Me abrió la puerta; se dio vuelta y volvió a la casa. Sin mediar palabra, le di el sobre a Segundo. Abrió el sobre, sacó las fotos, y miró cada una por dos o tres minutos. Después de cuarenta y cinco minutos en los que yo estuve parado frente a él con mi mejor cara de póker, me dijo:

- Decile a Miriam esto: la tres, la siete y la quince. Ahora andate.
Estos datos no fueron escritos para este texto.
use anyhow::{bail, Context};
use clap::{Arg, ArgAction, Command};
use log::LevelFilter;
use rulesweep::corpus::{self, CorpusStore};
use rulesweep::patterns::invalid_patterns;
use rulesweep::report::MatchInfo;
use rulesweep::review::{CorpusEdit, CorpusEditor, Suggestions};
use rulesweep::rules::FieldKind;
use rulesweep::{MemoryMailbox, Orchestrator, SweepConfig};
use std::io::{self, BufRead, Write};
use std::path::Path;
use std::process;

const DEPRECATED_FLAGS: &[&str] = &[
    "use-regex-files",
    "convert-safe-senders-to-regex",
    "convert-rules-to-regex",
];

const REVIEW_HELP: &str = "Options:
  d  - Add sender domain regex to the block rule (blocks by domain)
  e  - Add full sender email to the block rule (blocks this email)
  s  - Add literal address/domain to safe senders (never block)
  sd - Add sender-domain regex to safe senders (never block any subdomain)
  ?  - Show this help
  (empty) - Skip this message";

fn main() {
    let mut command = Command::new("rulesweep")
        .version(env!("CARGO_PKG_VERSION"))
        .about("Rule-based bulk mail sweeper with a two-pass classification engine")
        .arg(
            Arg::new("config")
                .short('c')
                .long("config")
                .value_name("FILE")
                .help("Configuration file path")
                .default_value("rulesweep.yaml"),
        )
        .arg(
            Arg::new("update-rules")
                .short('u')
                .long("update-rules")
                .visible_alias("update_rules")
                .help("Interactively add rules for unmatched messages between passes")
                .action(ArgAction::SetTrue),
        )
        .arg(
            Arg::new("generate-config")
                .long("generate-config")
                .value_name("FILE")
                .help("Generate a default configuration file")
                .action(ArgAction::Set),
        )
        .arg(
            Arg::new("test-config")
                .long("test-config")
                .help("Load the rule corpus and report patterns that do not compile")
                .action(ArgAction::SetTrue),
        )
        .arg(
            Arg::new("mailbox")
                .long("mailbox")
                .value_name("FILE")
                .help("YAML mailbox snapshot to sweep; updated in place")
                .action(ArgAction::Set),
        )
        .arg(
            Arg::new("verbose")
                .short('v')
                .long("verbose")
                .help("Enable debug logging")
                .action(ArgAction::SetTrue),
        );
    for flag in DEPRECATED_FLAGS {
        command = command.arg(
            Arg::new(*flag)
                .long(*flag)
                .hide(true)
                .action(ArgAction::SetTrue),
        );
    }
    let matches = command.get_matches();

    let log_level = if matches.get_flag("verbose") {
        LevelFilter::Debug
    } else {
        LevelFilter::Info
    };
    env_logger::Builder::from_default_env()
        .filter_level(log_level)
        .init();

    for flag in DEPRECATED_FLAGS {
        if matches.get_flag(flag) {
            log::warn!("--{flag} is deprecated and ignored");
        }
    }

    if let Some(generate_path) = matches.get_one::<String>("generate-config") {
        generate_default_config(generate_path);
        return;
    }

    let config_path = matches
        .get_one::<String>("config")
        .map(String::as_str)
        .unwrap_or("rulesweep.yaml");
    let config = match load_config(config_path) {
        Ok(config) => config,
        Err(e) => {
            eprintln!("Error loading configuration: {e:#}");
            process::exit(1);
        }
    };

    if matches.get_flag("test-config") {
        match test_config(&config) {
            Ok(true) => println!("All patterns compiled successfully."),
            Ok(false) => process::exit(1),
            Err(e) => {
                eprintln!("Configuration test failed: {e:#}");
                process::exit(1);
            }
        }
        return;
    }

    let result = run(
        &config,
        matches.get_one::<String>("mailbox").map(String::as_str),
        matches.get_flag("update-rules"),
    );
    if let Err(e) = result {
        log::error!("{e:#}");
        process::exit(1);
    }
}

fn load_config(path: &str) -> anyhow::Result<SweepConfig> {
    if Path::new(path).exists() {
        SweepConfig::from_file(path).with_context(|| format!("reading {path}"))
    } else {
        log::warn!("Configuration file '{path}' not found, using default configuration");
        Ok(SweepConfig::default())
    }
}

fn generate_default_config(path: &str) {
    let config = SweepConfig::default();
    match config.to_file(path) {
        Ok(()) => {
            println!("Default configuration written to: {path}");
            println!("Please edit the configuration file to suit your needs.");
        }
        Err(e) => {
            eprintln!("Error writing configuration file: {e}");
            process::exit(1);
        }
    }
}

/// Strictly load both corpus files and list every pattern that would be
/// dropped. Returns false when any pattern is invalid.
fn test_config(config: &SweepConfig) -> anyhow::Result<bool> {
    let rules = corpus::read_rules(&config.rules_file)
        .with_context(|| format!("loading {}", config.rules_file.display()))?;
    let safe = corpus::read_safe_senders(&config.safe_senders_file)
        .with_context(|| format!("loading {}", config.safe_senders_file.display()))?;

    println!("Number of rules: {}", rules.len());
    let mut valid = true;
    for (i, rule) in rules.rules().enumerate() {
        let state = if rule.enabled { "" } else { " (disabled)" };
        println!("  Rule {}: {}{state}", i + 1, rule.name);
        for kind in FieldKind::ALL {
            let lists = [("condition", &rule.conditions), ("exception", &rule.exceptions)];
            for (list, lists) in lists {
                for (pattern, error) in invalid_patterns(lists.get(kind)) {
                    println!("    invalid {list} {kind} pattern '{pattern}': {error}");
                    valid = false;
                }
            }
        }
    }

    println!("Number of safe sender patterns: {}", safe.len());
    for (pattern, error) in invalid_patterns(&safe.safe_senders) {
        println!("  invalid safe sender pattern '{pattern}': {error}");
        valid = false;
    }

    let mut canonical = rules.clone();
    corpus::canonicalize_rules(&mut canonical);
    let diff = corpus::compare_rules(&rules, &canonical);
    if !diff.is_empty() {
        println!("Next export will canonicalize {} rules:", diff.modified.len());
        for (name, paths) in &diff.modified {
            println!("  {name}: {}", paths.join(", "));
        }
    }

    Ok(valid)
}

fn run(config: &SweepConfig, mailbox_path: Option<&str>, interactive: bool) -> anyhow::Result<()> {
    let Some(mailbox_path) = mailbox_path else {
        bail!("no mailbox to sweep; pass --mailbox FILE");
    };
    let mut mailbox = MemoryMailbox::from_file(mailbox_path)
        .with_context(|| format!("loading mailbox snapshot {mailbox_path}"))?;

    let store = CorpusStore::from_config(config);
    let mut rules = store.load_rules();
    let mut safe = store.load_safe_senders();

    let mut prompt = StdinEditor::new();
    let editor: Option<&mut dyn CorpusEditor> = if interactive {
        Some(&mut prompt)
    } else {
        None
    };

    let summary = Orchestrator::new(config)
        .run(&mut mailbox, &mut rules, &mut safe, editor, Some(&store))
        .context("sweep failed")?;

    store.export_rules(&mut rules).context("exporting rules")?;
    store
        .export_safe_senders(&mut safe)
        .context("exporting safe senders")?;
    mailbox
        .to_file(mailbox_path)
        .with_context(|| format!("writing mailbox snapshot {mailbox_path}"))?;

    let total = summary.total();
    println!(
        "Processed {} messages: {} flagged, {} deleted, {} restored",
        total.processed, total.flagged, total.deleted, total.restored
    );
    Ok(())
}

/// Asks on the terminal what to do with each unmatched sender.
struct StdinEditor {
    stdin: io::Stdin,
}

impl StdinEditor {
    fn new() -> Self {
        StdinEditor { stdin: io::stdin() }
    }

    fn read_key(&self) -> Option<String> {
        let mut line = String::new();
        match self.stdin.lock().read_line(&mut line) {
            Ok(0) | Err(_) => None,
            Ok(_) => Some(line.trim().to_lowercase()),
        }
    }
}

impl CorpusEditor for StdinEditor {
    fn review(&mut self, info: &MatchInfo, suggestions: &Suggestions) -> CorpusEdit {
        println!();
        println!("{}", "=".repeat(60));
        println!("Subject: {}", info.subject);
        println!("From: {}", info.sender);
        println!("Domain: {}", info.header_from);
        println!("Unique URLs: {:?}", info.url_stubs);

        loop {
            print!("Add '{}' to block rule or safe senders? (d/e/s/sd/?): ", info.sender);
            let _ = io::stdout().flush();

            let Some(key) = self.read_key() else {
                return CorpusEdit::Skip;
            };
            if key == "?" {
                println!("{REVIEW_HELP}");
                continue;
            }
            match suggestions.edit_for_key(&key) {
                Some(edit) => return edit,
                None => println!("Unrecognized response '{key}'"),
            }
        }
    }
}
En el colectivo yendo para lo de Miriam, le daba la vueltas al asunto, una y otra vez. ¿Por qué la siete? Las otras no me interesaban, pero la siete era algo especial, no era especialmente atractiva, ni siquiera lo poco que mostraba parecía adivinar un tesoro más importante, por lo menos, para los fines para los cuales Segundo y la depravada de Miriam la querían. Me sentía condenado por el destino. Aquella María que iba a interceder por mí ante Dios posta (no el Dios que había inventado un viejo cochino y enfermo; tan enfermo, tan cochino, que casi es inmortal) para que mis pecados sean perdonados y para hacerme ascender a la gracia divina, permitirme elevarme por sobre las cabezas de esta sociedad patética y poder mirar a todos sobre el hombro y que me envidien, y que me den ofrendas los hombres y mujeres de buena voluntad; la lugarteniente de Dios iba a ser llevada a lo más bajo del submundo de los topos, donde unos con otros se chocan intentando llegar a algún lado pero permaneciendo siempre en el mismo lugar y de esa manera se encumbraría el más devastador sacrilegio. No me quedaba más que permanecer impávido mirando cómo me quedaba sin mi María llena de gracia. Y ahí sí lloré fuerte y desesperadamente, ocultando la cabeza entre las manos para no llamar la atención de los idiotas, y no me importó si mis sienes estallaban. El fuego ya abrasaba todo en mí; hasta las cenizas se volvían a encender. Me eché la culpa de contagiarme de aquel fuego que destruía los cimientos de esta puta ciudad, de aquel puto suburbio, de aquella puta Lydia. Ya me sentía cansado de sentir.